REQUIRED WORK: Write only the number of lines in the data that include the word "LiveKitConnection".

Records from a dataset:
########
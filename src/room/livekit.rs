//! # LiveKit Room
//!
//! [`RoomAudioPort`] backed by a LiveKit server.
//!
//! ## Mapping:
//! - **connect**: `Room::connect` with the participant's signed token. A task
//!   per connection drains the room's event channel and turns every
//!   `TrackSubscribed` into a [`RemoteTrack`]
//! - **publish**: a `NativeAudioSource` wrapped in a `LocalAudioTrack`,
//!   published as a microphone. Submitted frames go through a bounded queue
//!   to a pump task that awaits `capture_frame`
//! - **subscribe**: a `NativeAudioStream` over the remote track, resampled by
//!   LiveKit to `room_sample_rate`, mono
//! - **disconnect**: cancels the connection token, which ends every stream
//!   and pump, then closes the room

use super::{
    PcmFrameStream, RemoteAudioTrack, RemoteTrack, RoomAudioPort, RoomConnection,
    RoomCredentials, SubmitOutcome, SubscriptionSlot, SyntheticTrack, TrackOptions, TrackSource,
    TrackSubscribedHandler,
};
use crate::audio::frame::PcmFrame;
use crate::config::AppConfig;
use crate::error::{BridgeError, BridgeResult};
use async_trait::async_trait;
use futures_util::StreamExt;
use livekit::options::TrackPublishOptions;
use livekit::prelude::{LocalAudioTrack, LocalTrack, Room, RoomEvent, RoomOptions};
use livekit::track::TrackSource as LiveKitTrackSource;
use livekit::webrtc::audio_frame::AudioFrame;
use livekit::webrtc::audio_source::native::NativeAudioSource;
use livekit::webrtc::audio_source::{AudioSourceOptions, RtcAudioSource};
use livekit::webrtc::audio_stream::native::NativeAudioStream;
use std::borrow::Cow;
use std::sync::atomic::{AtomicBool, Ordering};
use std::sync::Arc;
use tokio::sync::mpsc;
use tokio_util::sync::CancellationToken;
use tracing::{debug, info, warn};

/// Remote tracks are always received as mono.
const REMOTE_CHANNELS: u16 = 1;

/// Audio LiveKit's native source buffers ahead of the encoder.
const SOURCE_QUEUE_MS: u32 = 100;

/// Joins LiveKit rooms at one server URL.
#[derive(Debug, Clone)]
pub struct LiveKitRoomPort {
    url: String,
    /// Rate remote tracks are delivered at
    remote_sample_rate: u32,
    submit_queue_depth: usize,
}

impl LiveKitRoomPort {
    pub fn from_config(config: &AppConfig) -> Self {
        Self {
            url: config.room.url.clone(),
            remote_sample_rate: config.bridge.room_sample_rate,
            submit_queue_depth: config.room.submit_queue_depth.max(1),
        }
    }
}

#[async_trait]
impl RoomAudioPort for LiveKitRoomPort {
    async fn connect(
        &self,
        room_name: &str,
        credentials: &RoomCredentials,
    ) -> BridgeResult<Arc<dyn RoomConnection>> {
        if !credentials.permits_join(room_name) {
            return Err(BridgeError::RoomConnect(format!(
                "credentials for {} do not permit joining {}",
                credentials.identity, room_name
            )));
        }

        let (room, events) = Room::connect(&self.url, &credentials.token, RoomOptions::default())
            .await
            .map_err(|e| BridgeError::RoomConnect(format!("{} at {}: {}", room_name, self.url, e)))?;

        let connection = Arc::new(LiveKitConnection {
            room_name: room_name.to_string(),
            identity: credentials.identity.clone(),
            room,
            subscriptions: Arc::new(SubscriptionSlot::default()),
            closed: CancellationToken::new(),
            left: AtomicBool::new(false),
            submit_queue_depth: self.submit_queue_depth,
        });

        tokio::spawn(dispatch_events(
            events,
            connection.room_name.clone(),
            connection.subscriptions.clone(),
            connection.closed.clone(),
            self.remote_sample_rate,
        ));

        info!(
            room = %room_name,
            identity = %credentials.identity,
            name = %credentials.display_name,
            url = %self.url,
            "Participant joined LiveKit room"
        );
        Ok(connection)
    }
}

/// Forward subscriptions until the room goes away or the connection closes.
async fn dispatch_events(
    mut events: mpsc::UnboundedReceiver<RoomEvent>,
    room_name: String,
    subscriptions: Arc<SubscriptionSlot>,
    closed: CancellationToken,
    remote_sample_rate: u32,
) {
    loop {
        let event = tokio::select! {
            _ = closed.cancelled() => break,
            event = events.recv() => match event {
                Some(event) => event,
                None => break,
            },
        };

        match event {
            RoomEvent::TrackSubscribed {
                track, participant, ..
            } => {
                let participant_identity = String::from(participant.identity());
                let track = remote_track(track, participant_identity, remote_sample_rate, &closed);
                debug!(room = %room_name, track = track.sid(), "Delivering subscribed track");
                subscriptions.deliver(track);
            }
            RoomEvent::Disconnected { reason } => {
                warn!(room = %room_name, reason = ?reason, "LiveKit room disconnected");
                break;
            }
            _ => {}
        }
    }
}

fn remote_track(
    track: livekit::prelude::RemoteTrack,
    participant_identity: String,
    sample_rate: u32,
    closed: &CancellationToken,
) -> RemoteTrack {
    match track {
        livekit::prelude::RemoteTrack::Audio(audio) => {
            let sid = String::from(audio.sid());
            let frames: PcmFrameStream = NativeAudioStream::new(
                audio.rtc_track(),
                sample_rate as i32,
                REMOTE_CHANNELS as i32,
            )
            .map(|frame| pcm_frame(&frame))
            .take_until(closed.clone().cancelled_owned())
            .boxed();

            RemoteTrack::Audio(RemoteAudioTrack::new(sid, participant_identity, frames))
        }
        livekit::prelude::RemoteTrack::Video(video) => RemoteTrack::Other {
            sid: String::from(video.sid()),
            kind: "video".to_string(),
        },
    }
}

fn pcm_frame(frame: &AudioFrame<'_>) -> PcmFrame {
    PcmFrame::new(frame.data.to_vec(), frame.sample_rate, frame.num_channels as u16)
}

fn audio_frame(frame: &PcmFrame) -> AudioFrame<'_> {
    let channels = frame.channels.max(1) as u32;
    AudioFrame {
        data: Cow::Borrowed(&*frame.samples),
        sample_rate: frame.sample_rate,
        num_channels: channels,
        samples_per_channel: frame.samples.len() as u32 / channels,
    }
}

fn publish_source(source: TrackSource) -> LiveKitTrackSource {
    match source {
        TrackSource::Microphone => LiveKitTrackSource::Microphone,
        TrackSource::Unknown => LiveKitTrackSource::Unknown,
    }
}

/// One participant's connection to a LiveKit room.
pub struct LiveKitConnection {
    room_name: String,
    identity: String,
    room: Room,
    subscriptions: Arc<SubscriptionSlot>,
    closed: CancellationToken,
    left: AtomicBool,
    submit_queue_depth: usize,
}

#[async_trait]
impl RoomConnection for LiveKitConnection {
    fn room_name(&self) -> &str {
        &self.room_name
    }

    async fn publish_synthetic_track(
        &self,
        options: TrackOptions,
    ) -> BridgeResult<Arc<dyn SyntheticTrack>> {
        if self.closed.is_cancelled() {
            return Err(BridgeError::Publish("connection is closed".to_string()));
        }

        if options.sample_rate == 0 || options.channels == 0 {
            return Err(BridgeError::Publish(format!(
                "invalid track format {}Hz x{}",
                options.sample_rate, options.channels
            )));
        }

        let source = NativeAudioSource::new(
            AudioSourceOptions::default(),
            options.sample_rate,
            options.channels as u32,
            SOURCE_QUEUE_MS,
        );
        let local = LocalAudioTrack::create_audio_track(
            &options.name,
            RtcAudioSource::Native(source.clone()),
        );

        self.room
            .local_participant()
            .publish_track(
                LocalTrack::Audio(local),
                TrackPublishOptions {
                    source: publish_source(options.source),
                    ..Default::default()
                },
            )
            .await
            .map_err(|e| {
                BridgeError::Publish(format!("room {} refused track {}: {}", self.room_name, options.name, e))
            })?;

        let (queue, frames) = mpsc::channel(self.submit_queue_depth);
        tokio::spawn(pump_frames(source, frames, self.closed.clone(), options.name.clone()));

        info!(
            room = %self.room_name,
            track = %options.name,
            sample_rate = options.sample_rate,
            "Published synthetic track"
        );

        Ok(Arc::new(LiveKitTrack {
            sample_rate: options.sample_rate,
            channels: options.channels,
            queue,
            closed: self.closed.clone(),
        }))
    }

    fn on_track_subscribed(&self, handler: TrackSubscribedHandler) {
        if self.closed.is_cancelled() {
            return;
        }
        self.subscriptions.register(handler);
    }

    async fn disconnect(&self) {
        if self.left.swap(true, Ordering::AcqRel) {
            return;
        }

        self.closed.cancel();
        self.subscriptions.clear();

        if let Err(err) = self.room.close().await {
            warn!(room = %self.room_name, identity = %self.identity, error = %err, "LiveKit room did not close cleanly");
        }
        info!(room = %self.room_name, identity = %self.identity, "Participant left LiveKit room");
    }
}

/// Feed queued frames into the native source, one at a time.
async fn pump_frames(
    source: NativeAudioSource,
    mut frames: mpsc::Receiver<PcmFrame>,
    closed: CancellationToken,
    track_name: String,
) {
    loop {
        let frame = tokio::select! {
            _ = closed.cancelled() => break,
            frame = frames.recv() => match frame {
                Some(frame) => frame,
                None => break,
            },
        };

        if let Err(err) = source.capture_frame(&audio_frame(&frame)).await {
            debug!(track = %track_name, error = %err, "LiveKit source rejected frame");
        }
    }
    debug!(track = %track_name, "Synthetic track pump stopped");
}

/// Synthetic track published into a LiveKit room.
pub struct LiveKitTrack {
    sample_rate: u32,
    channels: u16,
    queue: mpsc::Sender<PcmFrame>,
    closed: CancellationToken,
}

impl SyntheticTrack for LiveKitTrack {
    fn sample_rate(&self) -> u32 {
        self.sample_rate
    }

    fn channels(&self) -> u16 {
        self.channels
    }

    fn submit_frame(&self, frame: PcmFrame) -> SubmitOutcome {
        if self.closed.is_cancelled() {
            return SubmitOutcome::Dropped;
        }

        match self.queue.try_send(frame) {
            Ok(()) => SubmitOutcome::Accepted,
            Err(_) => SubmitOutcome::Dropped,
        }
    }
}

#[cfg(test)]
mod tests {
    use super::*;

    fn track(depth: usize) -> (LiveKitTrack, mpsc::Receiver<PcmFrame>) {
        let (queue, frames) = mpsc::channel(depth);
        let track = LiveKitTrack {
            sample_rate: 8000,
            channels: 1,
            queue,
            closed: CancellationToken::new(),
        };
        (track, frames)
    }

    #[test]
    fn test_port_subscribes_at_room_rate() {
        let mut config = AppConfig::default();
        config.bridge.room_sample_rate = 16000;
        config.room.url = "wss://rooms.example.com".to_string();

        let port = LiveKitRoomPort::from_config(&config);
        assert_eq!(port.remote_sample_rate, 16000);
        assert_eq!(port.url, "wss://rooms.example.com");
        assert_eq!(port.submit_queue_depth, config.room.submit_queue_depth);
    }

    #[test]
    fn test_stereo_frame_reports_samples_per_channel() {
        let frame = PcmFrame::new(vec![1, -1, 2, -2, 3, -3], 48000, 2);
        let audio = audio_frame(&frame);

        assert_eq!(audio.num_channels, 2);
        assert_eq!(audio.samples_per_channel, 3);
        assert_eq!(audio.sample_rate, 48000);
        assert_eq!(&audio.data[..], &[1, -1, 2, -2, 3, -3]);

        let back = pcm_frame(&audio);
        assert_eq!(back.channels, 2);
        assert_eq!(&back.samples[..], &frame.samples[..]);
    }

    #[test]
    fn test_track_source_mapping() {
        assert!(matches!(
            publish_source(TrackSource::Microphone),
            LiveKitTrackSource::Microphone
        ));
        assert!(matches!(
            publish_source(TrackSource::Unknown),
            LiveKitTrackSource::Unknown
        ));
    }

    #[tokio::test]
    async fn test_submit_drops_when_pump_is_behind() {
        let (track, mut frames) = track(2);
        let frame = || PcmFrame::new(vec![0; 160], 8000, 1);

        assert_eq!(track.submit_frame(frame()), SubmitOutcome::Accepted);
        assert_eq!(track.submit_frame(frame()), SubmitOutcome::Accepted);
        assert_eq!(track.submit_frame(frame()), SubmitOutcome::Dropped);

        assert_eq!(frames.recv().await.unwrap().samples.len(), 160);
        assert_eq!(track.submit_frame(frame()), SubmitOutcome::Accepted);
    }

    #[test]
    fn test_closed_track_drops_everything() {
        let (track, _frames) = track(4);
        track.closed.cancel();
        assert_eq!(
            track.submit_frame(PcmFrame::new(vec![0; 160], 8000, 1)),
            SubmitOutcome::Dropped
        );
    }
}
########
ANSWER TO THIS PROBLEM: 3